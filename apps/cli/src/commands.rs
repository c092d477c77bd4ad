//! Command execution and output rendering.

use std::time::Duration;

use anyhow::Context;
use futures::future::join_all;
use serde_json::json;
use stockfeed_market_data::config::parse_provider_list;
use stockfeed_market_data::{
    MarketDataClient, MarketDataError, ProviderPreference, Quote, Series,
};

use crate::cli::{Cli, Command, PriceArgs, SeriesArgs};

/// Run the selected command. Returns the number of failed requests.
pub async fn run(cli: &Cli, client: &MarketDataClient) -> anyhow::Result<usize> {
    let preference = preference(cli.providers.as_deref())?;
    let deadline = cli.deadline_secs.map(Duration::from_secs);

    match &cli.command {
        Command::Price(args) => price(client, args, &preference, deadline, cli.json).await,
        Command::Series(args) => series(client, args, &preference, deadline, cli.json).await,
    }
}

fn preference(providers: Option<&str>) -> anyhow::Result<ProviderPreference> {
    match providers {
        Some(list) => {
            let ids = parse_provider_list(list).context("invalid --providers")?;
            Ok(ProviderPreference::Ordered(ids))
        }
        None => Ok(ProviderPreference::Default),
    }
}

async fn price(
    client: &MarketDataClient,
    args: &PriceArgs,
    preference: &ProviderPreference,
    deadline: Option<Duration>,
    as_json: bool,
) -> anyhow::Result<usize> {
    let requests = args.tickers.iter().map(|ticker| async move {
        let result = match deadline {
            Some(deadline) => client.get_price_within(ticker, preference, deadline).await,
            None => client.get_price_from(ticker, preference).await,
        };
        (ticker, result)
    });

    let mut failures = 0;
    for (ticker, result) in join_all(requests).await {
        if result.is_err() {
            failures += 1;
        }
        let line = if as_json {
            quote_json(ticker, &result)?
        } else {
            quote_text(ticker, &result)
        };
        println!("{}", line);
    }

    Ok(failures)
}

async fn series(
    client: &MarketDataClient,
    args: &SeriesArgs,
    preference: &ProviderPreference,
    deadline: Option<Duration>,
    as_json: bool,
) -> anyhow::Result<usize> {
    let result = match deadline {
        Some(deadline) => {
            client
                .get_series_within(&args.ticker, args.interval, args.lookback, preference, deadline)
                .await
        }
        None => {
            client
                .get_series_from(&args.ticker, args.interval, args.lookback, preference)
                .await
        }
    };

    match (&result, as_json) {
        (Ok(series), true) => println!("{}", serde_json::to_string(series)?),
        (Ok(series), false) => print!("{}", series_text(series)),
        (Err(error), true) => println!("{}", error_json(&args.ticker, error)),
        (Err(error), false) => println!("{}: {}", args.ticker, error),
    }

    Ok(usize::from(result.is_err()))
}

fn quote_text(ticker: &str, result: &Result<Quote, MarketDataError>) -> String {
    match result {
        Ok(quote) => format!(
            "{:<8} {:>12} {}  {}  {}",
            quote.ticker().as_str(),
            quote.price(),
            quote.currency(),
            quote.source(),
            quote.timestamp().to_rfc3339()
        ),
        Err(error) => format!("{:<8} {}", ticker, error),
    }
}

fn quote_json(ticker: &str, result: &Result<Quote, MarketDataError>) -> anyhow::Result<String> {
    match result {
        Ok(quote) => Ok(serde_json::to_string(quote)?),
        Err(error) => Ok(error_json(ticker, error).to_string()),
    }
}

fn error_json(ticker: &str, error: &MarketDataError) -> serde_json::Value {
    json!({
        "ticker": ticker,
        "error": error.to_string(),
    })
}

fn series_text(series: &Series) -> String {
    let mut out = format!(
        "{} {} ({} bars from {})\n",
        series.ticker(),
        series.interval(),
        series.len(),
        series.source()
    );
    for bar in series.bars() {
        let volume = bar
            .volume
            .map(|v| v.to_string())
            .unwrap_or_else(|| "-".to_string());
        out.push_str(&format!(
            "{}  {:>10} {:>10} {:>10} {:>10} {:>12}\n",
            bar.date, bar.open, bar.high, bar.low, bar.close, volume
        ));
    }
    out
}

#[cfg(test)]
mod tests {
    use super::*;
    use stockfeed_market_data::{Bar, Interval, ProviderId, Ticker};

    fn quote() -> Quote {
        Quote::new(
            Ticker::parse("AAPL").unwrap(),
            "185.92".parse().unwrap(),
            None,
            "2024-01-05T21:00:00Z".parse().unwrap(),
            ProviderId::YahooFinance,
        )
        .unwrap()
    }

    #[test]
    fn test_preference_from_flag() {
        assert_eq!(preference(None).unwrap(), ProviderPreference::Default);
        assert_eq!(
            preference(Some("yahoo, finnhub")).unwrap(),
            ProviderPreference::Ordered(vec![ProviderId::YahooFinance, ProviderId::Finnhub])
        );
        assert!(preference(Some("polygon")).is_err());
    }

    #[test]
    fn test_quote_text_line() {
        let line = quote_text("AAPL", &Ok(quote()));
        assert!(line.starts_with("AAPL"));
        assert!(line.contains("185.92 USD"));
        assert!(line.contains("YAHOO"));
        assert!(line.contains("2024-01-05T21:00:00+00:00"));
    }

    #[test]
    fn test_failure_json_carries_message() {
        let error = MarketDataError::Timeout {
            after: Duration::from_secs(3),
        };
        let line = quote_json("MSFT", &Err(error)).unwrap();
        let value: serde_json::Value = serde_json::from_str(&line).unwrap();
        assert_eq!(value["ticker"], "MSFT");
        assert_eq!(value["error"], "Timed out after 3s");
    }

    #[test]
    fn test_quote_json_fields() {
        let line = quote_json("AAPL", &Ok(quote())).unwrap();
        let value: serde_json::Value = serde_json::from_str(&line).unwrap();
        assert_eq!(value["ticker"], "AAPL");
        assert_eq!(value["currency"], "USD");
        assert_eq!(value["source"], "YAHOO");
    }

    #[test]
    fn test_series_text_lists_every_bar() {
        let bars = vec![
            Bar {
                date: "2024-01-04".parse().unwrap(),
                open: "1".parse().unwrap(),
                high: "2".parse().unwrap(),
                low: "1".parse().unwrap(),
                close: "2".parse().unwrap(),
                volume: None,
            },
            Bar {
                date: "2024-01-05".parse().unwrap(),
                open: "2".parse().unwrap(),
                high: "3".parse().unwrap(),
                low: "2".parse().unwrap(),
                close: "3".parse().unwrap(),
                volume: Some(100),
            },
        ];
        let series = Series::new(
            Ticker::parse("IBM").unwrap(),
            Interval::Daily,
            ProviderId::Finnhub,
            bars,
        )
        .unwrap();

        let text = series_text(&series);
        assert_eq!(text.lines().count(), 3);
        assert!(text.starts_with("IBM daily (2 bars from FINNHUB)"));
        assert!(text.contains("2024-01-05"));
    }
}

What is needed:
Every line of the listing that holds "high" should be found and copied.

Your solution:
            bar.date, bar.open, bar.high, bar.low, bar.close, volume
                high: "2".parse().unwrap(),
                high: "3".parse().unwrap(),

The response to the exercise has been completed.